靖国神社参拝関連訴訟の国側の弁護を手がける。大江健三郎・岩波書店沖縄戦裁判の原告側弁護人(大阪地方裁判所で原告の敗訴)。南京百人斬り競争名誉毀損裁判の原告側弁護人(最高裁判所で原告の敗訴)。自民党国会議員懇談会「伝統と創造の会」会長、中国の抗日記念館から不当な写真の撤廃を求める国会議員の会事務局長、日本会議国会議員懇談会事務局次長、国家基本問題研究所理事、自由主義史観研究会・日本「南京」学会会員、正しい日本を創る会会員、みんなで靖国神社に参拝する国会議員の会、神道政治連盟国会議員懇談会に所属。
政歴
2005年8月15日、参議院議員の山谷えり子を介し当時自民党幹事長代理の安倍晋三から要請を受け、郵政民営化法案に反対した松宮勲への「刺客」候補として福井県第1区から自民党公認で出馬することを表明。同年9月11日の第44回総選挙では民主党元職笹木竜三や無所属で出馬した松宮らを抑え、次点の笹木に373票差で小選挙区での当選を果たした。後援会「ともみ組」の会長は、渡部昇一。

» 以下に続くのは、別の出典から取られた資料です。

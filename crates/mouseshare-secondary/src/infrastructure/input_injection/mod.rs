//! Synthetic input injection.
//!
//! Each call produces exactly one OS input event, indistinguishable from
//! hardware as far as applications are concerned. Platform back ends live
//! behind the [`InputInjector`] trait; tests and non-Windows builds use
//! [`mock::MockInjector`].

use thiserror::Error;

use mouseshare_core::protocol::event::MouseButton;

pub mod mock;

#[cfg(target_os = "windows")]
pub mod windows;

/// Keyboard flags bit marking an extended key (right-side modifiers, arrow
/// cluster, numpad Enter). Must survive the trip from interceptor to
/// injector verbatim.
pub const FLAG_EXTENDED: u32 = 0x01;

/// Error type for injection operations.
#[derive(Debug, Error)]
pub enum InjectionError {
    /// The injector could not determine the screen metrics it needs.
    /// Fatal at startup.
    #[error("injector initialisation failed: {0}")]
    Init(String),
    /// The OS rejected a synthetic event.
    #[error("synthetic event rejected: {0}")]
    Inject(String),
}

/// Platform-agnostic injection surface.
pub trait InputInjector: Send + Sync {
    /// Local screen dimensions in pixels.
    fn screen_size(&self) -> (i32, i32);

    /// Moves the cursor to an absolute position, clamped to the screen.
    /// Uses absolute-coordinate injection where the OS offers it, so
    /// pointer-acceleration curves do not distort replayed motion.
    fn move_absolute(&self, x: i32, y: i32) -> Result<(), InjectionError>;

    /// Moves the cursor by a relative delta.
    fn move_relative(&self, dx: i32, dy: i32) -> Result<(), InjectionError>;

    fn button(&self, button: MouseButton, pressed: bool) -> Result<(), InjectionError>;

    /// Scrolls by whole wheel notches; negative is down/left.
    fn scroll(&self, dx: i32, dy: i32) -> Result<(), InjectionError>;

    /// Injects a key event, preserving the extended-key bit in `flags`.
    fn key(&self, vk: u32, scan: u32, flags: u32, pressed: bool) -> Result<(), InjectionError>;
}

2006年9月の自民党総裁選では麻生太郎を支持し松本純と立候補届出人を務めた。しかし同年12月に麻生が旗揚げした麻生派ではなく、麻生を破り総理・総裁に就任した安倍の出身派閥であり山谷の所属派閥である町村派に入会。2007年9月の総裁選では福田康夫ではなく、前年に続き麻生を支持。 2006年3月、83会で出版した「UBUDAS」の自身の自己紹介の中で、「総理大臣になりたいか?」との質問に「はい。祖国再建を目標に政治家になった以上、当然目指すべきだと思う。」と回答している。「尊敬する人物は?」との質問には「西郷隆盛」と答えている。
政策・思想信条
自民党国会議員の中では山谷えり子、高市早苗と並ぶ復古主義派の女性政治家。日本の戦争責任については否定的であり[1]、しんぶん赤旗など一部から「靖国派」[2]と呼ばれる一人である。後述の「徴農」発言にみられるように、農本主義的側面も持っている。
東京裁判・南京大虐殺
東京裁判について、「東京裁判はポツダム宣言と近代法の大原則(罪刑法定主義)に違反した二重の意味での国際法違反である。その不当性は、たとえサンフランシスコ平和条約で「受諾」しても減殺されるものではない。」と主張している。 南京大虐殺の否定派である。2007年には映画「南京の真実」製作記者会見に出席し、百人斬りも含め南京大虐殺は虚構であると訴えた[3]。
靖国神社
靖国神社A級戦犯合祀と昭和天皇の参拝中止の間に因果関係がない旨を主張。2006年8月15日靖国神社での日本会議等が主催した集会では、神道に基づく靖国神社の国家護持を提唱し、「首相の靖国参拝を阻止しようとする忘恩の輩(やから)に道徳・教育等を語る資格はない」と発言。『WiLL』9月号では、「靖国神社というのは不戦の誓いをするところではなくて、『祖国に何かあれば後に続きます』と誓うところでないといけないんです」と主張。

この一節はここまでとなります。